The calipers I have are for the 996/boxster s and may be the rear calipers. Part number is 996.352.422. I thought I found someone who made these work on a mk 6 for front fitment. 

Sent from my SPH-L710 using Tapatalk


----------



## BySeaByLand (Aug 30, 2010)

The above thread is for the non s calipers. 

Sent from my SPH-L710 using Tapatalk


----------



## petethepug (May 25, 2001)

Might be these



petethepug said:


> This? 94.99 quid for Mk III Spindles w/ a 312x25mm with Porsche *Rear* calipers from 911/996/BOXTER (Part #'s 996.352.421 and 996.352.422)
> http://www.creationsmotorsport.com/product-detail.php?pid=131


----------



## BySeaByLand (Aug 30, 2010)

I called apikol. Was told the pistons aren't big enough for front fitment use and that they are only good enough for rear. I'm in the process of trying to recoup some lost money since I've fully refinished these and are completely ready to go on the car. Sigh. 

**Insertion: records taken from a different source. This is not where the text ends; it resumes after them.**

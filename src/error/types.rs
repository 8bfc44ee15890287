//! Error types
//!
//! Defines domain-specific error types for each module of the gallery store.

use std::fmt;
use std::io;

/// Folder-name validation errors
///
/// Messages are user-correctable and surfaced verbatim by the caller.
#[derive(Debug, Clone, PartialEq, Eq)]
pub enum NameError {
    Empty,
    TooLong(usize),
    InvalidCharacters,
    Reserved(String),
}

impl fmt::Display for NameError {
    fn fmt(&self, f: &mut fmt::Formatter<'_>) -> fmt::Result {
        match self {
            NameError::Empty => write!(f, "Folder name cannot be empty"),
            NameError::TooLong(len) => {
                write!(f, "Folder name too long (max 100 characters, got {})", len)
            }
            NameError::InvalidCharacters => write!(
                f,
                "Folder name can only contain letters, numbers, spaces, hyphens, and underscores"
            ),
            NameError::Reserved(name) => {
                write!(f, "The folder name \"{}\" is reserved by the system", name)
            }
        }
    }
}

impl std::error::Error for NameError {}

/// Storage module errors
#[derive(Debug)]
pub enum StorageError {
    FolderNotFound(String),
    ImageNotFound(String),
    FolderAlreadyExists(String),
    InvalidPath(String),
    PathTraversal(String),
    UnsupportedExtension(String),
    SizeLimitExceeded { size: u64, limit: u64 },
    IoError(io::Error),
}

impl fmt::Display for StorageError {
    fn fmt(&self, f: &mut fmt::Formatter<'_>) -> fmt::Result {
        match self {
            StorageError::FolderNotFound(p) => write!(f, "Folder not found: {}", p),
            StorageError::ImageNotFound(p) => write!(f, "Image not found: {}", p),
            StorageError::FolderAlreadyExists(p) => {
                write!(f, "A folder with this name already exists: {}", p)
            }
            StorageError::InvalidPath(p) => write!(f, "Invalid path: {}", p),
            StorageError::PathTraversal(p) => write!(f, "Path traversal attempt: {}", p),
            StorageError::UnsupportedExtension(name) => {
                write!(f, "File type not allowed: {}", name)
            }
            StorageError::SizeLimitExceeded { size, limit } => {
                write!(f, "Upload of {} bytes exceeds the {} byte limit", size, limit)
            }
            StorageError::IoError(e) => write!(f, "IO error: {}", e),
        }
    }
}

impl std::error::Error for StorageError {}

impl From<io::Error> for StorageError {
    fn from(error: io::Error) -> Self {
        StorageError::IoError(error)
    }
}

/// General gallery error that encompasses all error types
#[derive(Debug)]
pub enum GalleryError {
    Name(NameError),
    Storage(StorageError),
    IoError(io::Error),
}

impl fmt::Display for GalleryError {
    fn fmt(&self, f: &mut fmt::Formatter<'_>) -> fmt::Result {
        match self {
            GalleryError::Name(e) => write!(f, "Validation error: {}", e),
            GalleryError::Storage(e) => write!(f, "Storage error: {}", e),
            GalleryError::IoError(e) => write!(f, "I/O error: {}", e),
        }
    }
}

impl std::error::Error for GalleryError {}

impl From<NameError> for GalleryError {
    fn from(error: NameError) -> Self {
        GalleryError::Name(error)
    }
}

impl From<StorageError> for GalleryError {
    fn from(error: StorageError) -> Self {
        GalleryError::Storage(error)
    }
}

impl From<io::Error> for GalleryError {
    fn from(error: io::Error) -> Self {
        GalleryError::IoError(error)
    }
}
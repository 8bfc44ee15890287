//! Error handling
//!
//! Defines error types and handling for the gallery store.

pub mod handlers;
pub mod types;

pub use types::*;
//! Folder-name validation rules
//!
//! Rules are applied in order and the first failure wins.

use crate::error::NameError;

/// Maximum length of a folder name after trimming
pub const MAX_NAME_LENGTH: usize = 100;

/// Names reserved by legacy filesystems, rejected case-insensitively
const RESERVED_NAMES: [&str; 22] = [
    "con", "prn", "aux", "nul", "com1", "com2", "com3", "com4", "com5", "com6", "com7", "com8",
    "com9", "lpt1", "lpt2", "lpt3", "lpt4", "lpt5", "lpt6", "lpt7", "lpt8", "lpt9",
];

/// Validate a user-supplied folder name, returning the trimmed name on success
///
/// The character rule implicitly forbids path separators, `..` segments and
/// control characters.
pub fn validate_folder_name(name: &str) -> Result<String, NameError> {
    let name = name.trim();

    if name.is_empty() {
        return Err(NameError::Empty);
    }

    let length = name.chars().count();
    if length > MAX_NAME_LENGTH {
        return Err(NameError::TooLong(length));
    }

    if !name
        .chars()
        .all(|c| c.is_ascii_alphanumeric() || matches!(c, ' ' | '-' | '_'))
    {
        return Err(NameError::InvalidCharacters);
    }

    if RESERVED_NAMES.contains(&name.to_ascii_lowercase().as_str()) {
        return Err(NameError::Reserved(name.to_string()));
    }

    Ok(name.to_string())
}
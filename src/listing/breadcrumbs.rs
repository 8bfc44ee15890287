//! Breadcrumb navigation
//!
//! Pure derivation from a logical path; no I/O and no validation, the path
//! is assumed well-formed.

use serde::Serialize;

/// One step of the navigation trail from the root to the current folder
#[derive(Debug, Clone, PartialEq, Eq, Serialize)]
pub struct Breadcrumb {
    pub name: String,
    pub path: String,
}

/// Build the breadcrumb trail for a logical path
///
/// Always starts with the root entry; each segment follows with its
/// cumulative slash-joined path.
pub fn build_breadcrumbs(path: &str) -> Vec<Breadcrumb> {
    let mut crumbs = vec![Breadcrumb {
        name: "Gallery".to_string(),
        path: String::new(),
    }];

    let trimmed = path.trim_matches('/');
    if trimmed.is_empty() {
        return crumbs;
    }

    let mut prefix = String::new();
    for segment in trimmed.split('/') {
        if prefix.is_empty() {
            prefix.push_str(segment);
        } else {
            prefix.push('/');
            prefix.push_str(segment);
        }
        crumbs.push(Breadcrumb {
            name: segment.to_string(),
            path: prefix.clone(),
        });
    }

    crumbs
}
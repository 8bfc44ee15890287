//! Storage operations
//!
//! Filesystem operations behind the gallery: listing folders and images,
//! storing uploads, and creating or deleting folders.

use log::{error, info, warn};
use std::fs;
use std::io;
use std::path::{Path, PathBuf};

use walkdir::WalkDir;

use crate::config::GalleryConfig;
use crate::error::StorageError;
use crate::store::results::{FolderEntry, ImageEntry};
use crate::store::validation::{
    join_logical, normalize_path, resolve_dir, resolve_file, sanitize_filename,
};

/// File extensions accepted for storage, matched case-insensitively
pub const ALLOWED_EXTENSIONS: [&str; 4] = ["png", "jpg", "jpeg", "gif"];

/// True when a filename carries an allowed image extension
pub fn allowed_file(filename: &str) -> bool {
    filename
        .rsplit_once('.')
        .map(|(_, ext)| ALLOWED_EXTENSIONS.contains(&ext.to_ascii_lowercase().as_str()))
        .unwrap_or(false)
}

/// Filesystem-backed store for the folder tree and canonical image bytes
pub struct AssetStore {
    root: PathBuf,
    public_prefix: String,
    max_upload_bytes: u64,
}

impl AssetStore {
    /// Open the store, creating the root directory if absent
    pub fn new(config: &GalleryConfig) -> io::Result<Self> {
        let root = config.upload_root();
        fs::create_dir_all(&root)?;

        let public_prefix = root
            .file_name()
            .map(|name| name.to_string_lossy().to_string())
            .unwrap_or_else(|| "uploads".to_string());

        Ok(Self {
            root,
            public_prefix,
            max_upload_bytes: config.max_upload_bytes(),
        })
    }

    pub fn root(&self) -> &Path {
        &self.root
    }

    /// True when the logical path resolves to an existing directory
    pub fn folder_exists(&self, path: &str) -> bool {
        match resolve_dir(&self.root, path) {
            Ok(real) => real.is_dir(),
            Err(_) => false,
        }
    }

    /// Resolve a root-relative image path to its real location
    pub fn image_path(&self, relative_path: &str) -> Result<PathBuf, StorageError> {
        let (real, _) = resolve_file(&self.root, relative_path)?;
        Ok(real)
    }

    /// List the immediate subfolders of a logical path, alphabetically
    ///
    /// Each entry carries the recursive image count of its subtree.
    pub fn list_folders(&self, path: &str) -> Result<Vec<FolderEntry>, StorageError> {
        let logical = normalize_path(path);
        let real = resolve_dir(&self.root, &logical)?;
        if !real.is_dir() {
            return Err(StorageError::FolderNotFound(logical));
        }

        let mut folders = Vec::new();
        for entry in fs::read_dir(&real)? {
            let entry = entry?;
            if !entry.file_type()?.is_dir() {
                continue;
            }

            let name = entry.file_name().to_string_lossy().to_string();
            let folder_path = join_logical(&logical, &name);
            let image_count = self.count_images(entry.path());

            folders.push(FolderEntry {
                name,
                path: folder_path,
                image_count,
            });
        }
        folders.sort_by(|a, b| a.name.cmp(&b.name));

        Ok(folders)
    }

    /// List the images directly inside a logical path (never descends)
    pub fn list_images(&self, path: &str) -> Result<Vec<ImageEntry>, StorageError> {
        let logical = normalize_path(path);
        let real = resolve_dir(&self.root, &logical)?;
        if !real.is_dir() {
            return Err(StorageError::FolderNotFound(logical));
        }

        let mut images = Vec::new();
        for entry in fs::read_dir(&real)? {
            let entry = entry?;
            let filename = entry.file_name().to_string_lossy().to_string();
            if !entry.file_type()?.is_file() || !allowed_file(&filename) {
                continue;
            }

            let relative_path = join_logical(&logical, &filename);
            images.push(ImageEntry::new(filename, relative_path, &self.public_prefix));
        }
        images.sort_by(|a, b| a.filename.cmp(&b.filename));

        Ok(images)
    }

    /// List every image in the subtree of a logical path
    ///
    /// An absent path yields an empty listing; a delete racing a recursive
    /// list is benign.
    pub fn list_images_recursive(&self, path: &str) -> Result<Vec<ImageEntry>, StorageError> {
        let logical = normalize_path(path);
        let real = resolve_dir(&self.root, &logical)?;

        let mut images = Vec::new();
        for entry in WalkDir::new(&real)
            .sort_by_file_name()
            .into_iter()
            .filter_map(|e| e.ok())
        {
            let filename = entry.file_name().to_string_lossy().to_string();
            if !entry.file_type().is_file() || !allowed_file(&filename) {
                continue;
            }

            let relative_path = self.logical_path_of(entry.path());
            images.push(ImageEntry::new(filename, relative_path, &self.public_prefix));
        }

        Ok(images)
    }

    /// Count the images in a subtree, treating unreadable entries as absent
    fn count_images(&self, dir: PathBuf) -> usize {
        WalkDir::new(dir)
            .into_iter()
            .filter_map(|e| e.ok())
            .filter(|e| {
                e.file_type().is_file() && allowed_file(&e.file_name().to_string_lossy())
            })
            .count()
    }

    /// Store uploaded bytes under a logical folder path
    ///
    /// The filename is reduced to a safe basename, so a client-sent
    /// "../../etc/evil.png" lands as "evil.png" inside the target folder.
    pub fn store_image(
        &self,
        path: &str,
        filename: &str,
        bytes: &[u8],
    ) -> Result<ImageEntry, StorageError> {
        let filename = sanitize_filename(filename)
            .ok_or_else(|| StorageError::InvalidPath(filename.to_string()))?;

        if !allowed_file(&filename) {
            return Err(StorageError::UnsupportedExtension(filename));
        }

        if bytes.len() as u64 > self.max_upload_bytes {
            return Err(StorageError::SizeLimitExceeded {
                size: bytes.len() as u64,
                limit: self.max_upload_bytes,
            });
        }

        let logical = normalize_path(path);
        let dir = resolve_dir(&self.root, &logical)?;
        fs::create_dir_all(&dir)?;

        let real = dir.join(&filename);
        fs::write(&real, bytes)?;

        let relative_path = join_logical(&logical, &filename);
        info!(
            "Stored image {} (logical: {}, real: {})",
            filename,
            relative_path,
            real.display()
        );

        Ok(ImageEntry::new(filename, relative_path, &self.public_prefix))
    }

    /// Delete an image if present; true when a deletion occurred
    pub fn delete_image(&self, relative_path: &str) -> Result<bool, StorageError> {
        let (real, logical) = resolve_file(&self.root, relative_path)?;

        if !real.is_file() {
            return Ok(false);
        }

        match fs::remove_file(&real) {
            Ok(()) => {
                info!("Deleted image {} (real: {})", logical, real.display());
                Ok(true)
            }
            // A concurrent delete winning the race is not an error
            Err(e) if e.kind() == io::ErrorKind::NotFound => Ok(false),
            Err(e) => {
                error!("Failed to delete image {}: {}", logical, e);
                Err(StorageError::from(e))
            }
        }
    }

    /// Create a folder under a parent path
    ///
    /// The name must already have passed the folder-name validator; this only
    /// guards against an existing directory of the same name.
    pub fn create_folder(&self, parent: &str, name: &str) -> Result<String, StorageError> {
        let logical = join_logical(&normalize_path(parent), name);
        let real = resolve_dir(&self.root, &logical)?;

        if real.exists() {
            return Err(StorageError::FolderAlreadyExists(logical));
        }

        fs::create_dir_all(&real)?;
        info!("Created folder {} (real: {})", logical, real.display());

        Ok(logical)
    }

    /// Recursively delete a folder and everything below it
    pub fn delete_folder(&self, path: &str) -> Result<(), StorageError> {
        let logical = normalize_path(path);
        if logical.is_empty() {
            return Err(StorageError::InvalidPath("cannot delete the store root".to_string()));
        }

        let real = resolve_dir(&self.root, &logical)?;
        if !real.is_dir() {
            return Err(StorageError::FolderNotFound(logical));
        }

        fs::remove_dir_all(&real).map_err(|e| {
            error!("Failed to delete folder {}: {}", logical, e);
            StorageError::from(e)
        })?;
        info!("Deleted folder {} (real: {})", logical, real.display());

        Ok(())
    }

    /// Logical path of a real path inside the root, with forward slashes
    fn logical_path_of(&self, real: &Path) -> String {
        let relative = real.strip_prefix(&self.root).unwrap_or(real);
        let segments: Vec<String> = relative
            .components()
            .map(|c| c.as_os_str().to_string_lossy().to_string())
            .collect();

        if segments.is_empty() {
            warn!("Real path {} is not inside the store root", real.display());
        }
        segments.join("/")
    }
}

Sent from my SPH-L710 using Tapatalk


----------



## petethepug (May 25, 2001)

*You've got the right Porsche calipers (Carrera 2/4 rears)

 IF 

they're wide enough to fit over your 25mm brake rotor. The next step is to find the adapters others have used. 

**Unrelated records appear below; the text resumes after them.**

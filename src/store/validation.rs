//! Logical-path validation
//!
//! Maps caller-supplied logical paths onto the storage root and rejects
//! anything that could escape it. Runs on every lookup, not only on folder
//! creation, as defense in depth behind the folder-name validator.

use std::path::{Path, PathBuf};

use crate::error::StorageError;

/// Normalize a logical path: strip leading/trailing separators
///
/// The empty string denotes the store root.
pub fn normalize_path(path: &str) -> String {
    path.trim_matches('/').to_string()
}

/// Join a logical folder path and a child name with forward slashes
pub fn join_logical(path: &str, name: &str) -> String {
    if path.is_empty() {
        name.to_string()
    } else {
        format!("{}/{}", path, name)
    }
}

/// True when a segment sticks to the folder-name alphabet
fn is_safe_segment(segment: &str) -> bool {
    !segment.is_empty()
        && segment
            .chars()
            .all(|c| c.is_ascii_alphanumeric() || matches!(c, ' ' | '-' | '_'))
}

/// True when a filename is safe to resolve inside a folder
///
/// Looser than the folder alphabet (dots are part of extensions), but still
/// rejects anything that could alter the resolved directory.
fn is_safe_filename(name: &str) -> bool {
    !name.is_empty()
        && name != "."
        && name != ".."
        && !name.contains(['/', '\\', ':', '\0'])
}

/// Split a logical folder path into validated segments
pub fn split_segments(path: &str) -> Result<Vec<&str>, StorageError> {
    let trimmed = path.trim_matches('/');
    if trimmed.is_empty() {
        return Ok(Vec::new());
    }

    let mut segments = Vec::new();
    for segment in trimmed.split('/') {
        if segment == ".." || segment.contains(['\\', ':']) {
            return Err(StorageError::PathTraversal(path.to_string()));
        }
        if !is_safe_segment(segment) {
            return Err(StorageError::InvalidPath(path.to_string()));
        }
        segments.push(segment);
    }

    Ok(segments)
}

/// Resolve a logical folder path to a real path under the root
pub fn resolve_dir(root: &Path, path: &str) -> Result<PathBuf, StorageError> {
    let mut real = root.to_path_buf();
    for segment in split_segments(path)? {
        real.push(segment);
    }
    Ok(real)
}

/// Resolve a root-relative image path to (real path, normalized logical path)
pub fn resolve_file(root: &Path, relative_path: &str) -> Result<(PathBuf, String), StorageError> {
    let trimmed = relative_path.trim_matches('/');
    if trimmed.is_empty() {
        return Err(StorageError::InvalidPath(relative_path.to_string()));
    }

    let (folder, filename) = match trimmed.rsplit_once('/') {
        Some((folder, filename)) => (folder, filename),
        None => ("", trimmed),
    };

    if filename == ".." || filename.contains('\\') {
        return Err(StorageError::PathTraversal(relative_path.to_string()));
    }
    if !is_safe_filename(filename) {
        return Err(StorageError::InvalidPath(relative_path.to_string()));
    }

    let real = resolve_dir(root, folder)?.join(filename);
    Ok((real, join_logical(&normalize_path(folder), filename)))
}

/// Reduce an uploaded filename to a safe basename
///
/// Strips any path components the client sent along, then drops every
/// character outside the storage alphabet. Returns None when nothing safe
/// remains.
pub fn sanitize_filename(filename: &str) -> Option<String> {
    let basename = filename.rsplit(['/', '\\']).next().unwrap_or("");

    let cleaned: String = basename
        .chars()
        .filter(|c| c.is_ascii_alphanumeric() || matches!(c, '.' | '-' | '_' | ' '))
        .collect();
    let cleaned = cleaned.trim().trim_start_matches('.').to_string();

    if cleaned.is_empty() {
        None
    } else {
        Some(cleaned)
    }
}

#[cfg(test)]
mod tests {
    use super::*;
    use std::path::Path;

    #[test]
    fn test_normalize_path() {
        assert_eq!(normalize_path("/a/b/"), "a/b");
        assert_eq!(normalize_path(""), "");
        assert_eq!(normalize_path("/"), "");
    }

    #[test]
    fn test_split_segments_accepts_valid_paths() {
        assert_eq!(split_segments("").unwrap(), Vec::<&str>::new());
        assert_eq!(split_segments("a/b c/d_e").unwrap(), vec!["a", "b c", "d_e"]);
    }

    #[test]
    fn test_split_segments_rejects_traversal() {
        assert!(matches!(
            split_segments("../etc"),
            Err(StorageError::PathTraversal(_))
        ));
        assert!(matches!(
            split_segments("a/../b"),
            Err(StorageError::PathTraversal(_))
        ));
        assert!(matches!(
            split_segments("a\\b"),
            Err(StorageError::PathTraversal(_))
        ));
        assert!(matches!(
            split_segments("C:/windows"),
            Err(StorageError::PathTraversal(_))
        ));
    }

    #[test]
    fn test_split_segments_rejects_bad_characters() {
        assert!(matches!(
            split_segments("a//b"),
            Err(StorageError::InvalidPath(_))
        ));
        assert!(matches!(
            split_segments("dots.in.folder"),
            Err(StorageError::InvalidPath(_))
        ));
    }

    #[test]
    fn test_resolve_file_splits_folder_and_name() {
        let root = Path::new("/store");
        let (real, logical) = resolve_file(root, "a/b/cat.png").unwrap();
        assert_eq!(real, Path::new("/store/a/b/cat.png"));
        assert_eq!(logical, "a/b/cat.png");

        let (real, logical) = resolve_file(root, "cat.png").unwrap();
        assert_eq!(real, Path::new("/store/cat.png"));
        assert_eq!(logical, "cat.png");
    }

    #[test]
    fn test_resolve_file_rejects_escapes() {
        let root = Path::new("/store");
        assert!(resolve_file(root, "../cat.png").is_err());
        assert!(resolve_file(root, "a/..").is_err());
        assert!(resolve_file(root, "").is_err());
    }

    #[test]
    fn test_sanitize_filename_strips_path_components() {
        assert_eq!(
            sanitize_filename("../../etc/evil.png"),
            Some("evil.png".to_string())
        );
        assert_eq!(
            sanitize_filename("C:\\photos\\cat.jpg"),
            Some("cat.jpg".to_string())
        );
        assert_eq!(sanitize_filename("plain.gif"), Some("plain.gif".to_string()));
    }

    #[test]
    fn test_sanitize_filename_rejects_empty_results() {
        assert_eq!(sanitize_filename(""), None);
        assert_eq!(sanitize_filename("../.."), None);
        assert_eq!(sanitize_filename("???"), None);
    }
}
//! Gallery Store - folder-and-asset management core
//!
//! The storage engine of a self-hosted image gallery: maps logical folder
//! paths onto a filesystem store, keeps a derived thumbnail cache next to the
//! source images, validates user-supplied folder names, and answers shallow
//! and recursive listing queries. HTTP routing and rendering live in the
//! embedding application, which drives everything through [`Gallery`].

pub mod config;
pub mod error;
pub mod gallery;
pub mod listing;
pub mod naming;
pub mod store;
pub mod thumbs;

pub use config::GalleryConfig;
pub use error::GalleryError;
pub use gallery::Gallery;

The pic & add I copied in the previous post from Creations Motorsport shows Porsche calipers (996.352.421 & 422 ) will work. HOWEVER, I don't think they're aware that Porsche used the same part number on calipers for the 20mm wide discs as well as the 25mm wide disc calipers *



BySeaByLand said:


> The calipers I have are for the 996/boxster s and may be the rear calipers. Part number is *996.352.422*. I thought I found someone who made these work on a mk 6 for front fitment.
> 
> Sent from my SPH-L710 using Tapatalk
> 
> ...


----------



## Chickenman35 (Jul 28, 2006)

BySeaByLand said:


> I called apikol. Was told the pistons aren't big enough for front fitment use and that they are only good enough for rear. I'm in the process of trying to recoup some lost money since I've fully refinished these and are completely ready to go on the car. Sigh.
> 
> Sent from my SPH-L710 using Tapatalk


Apikol is correct. The Porsche rear brakes with 28mm/30mm pistons have an effective piston volume of 42.2% LESS than the single piston 54mm FLOATING calipers. This will cause dramatic DECREASE in brake rotor " Clamping Force" * People do not seem to understand the difference in mechanical/hydraulic advantage of floating calipers over fixed mount calipers.* :banghead: 

Member " Petethepug " has made a basic mathematical miscalculation and is providing incorrect information to members in suggesting that rear calipers with the small 28mm/30mm pistons are correct. Sorry, but with respect, he is just simply wrong and he should retract his information. I know he's trying to help...but he's made a big " Ooops ". I've done the same thing many a time...but not in this case. :beer:

I've explained why in another thread that can be seen at the following link:

http://forums.vwvortex.com/showthread.php?7003812-Porsche-caliper-issue&p=85938635&viewfull=1#post85938635

Make sure that you read the linked calculation site and understand it.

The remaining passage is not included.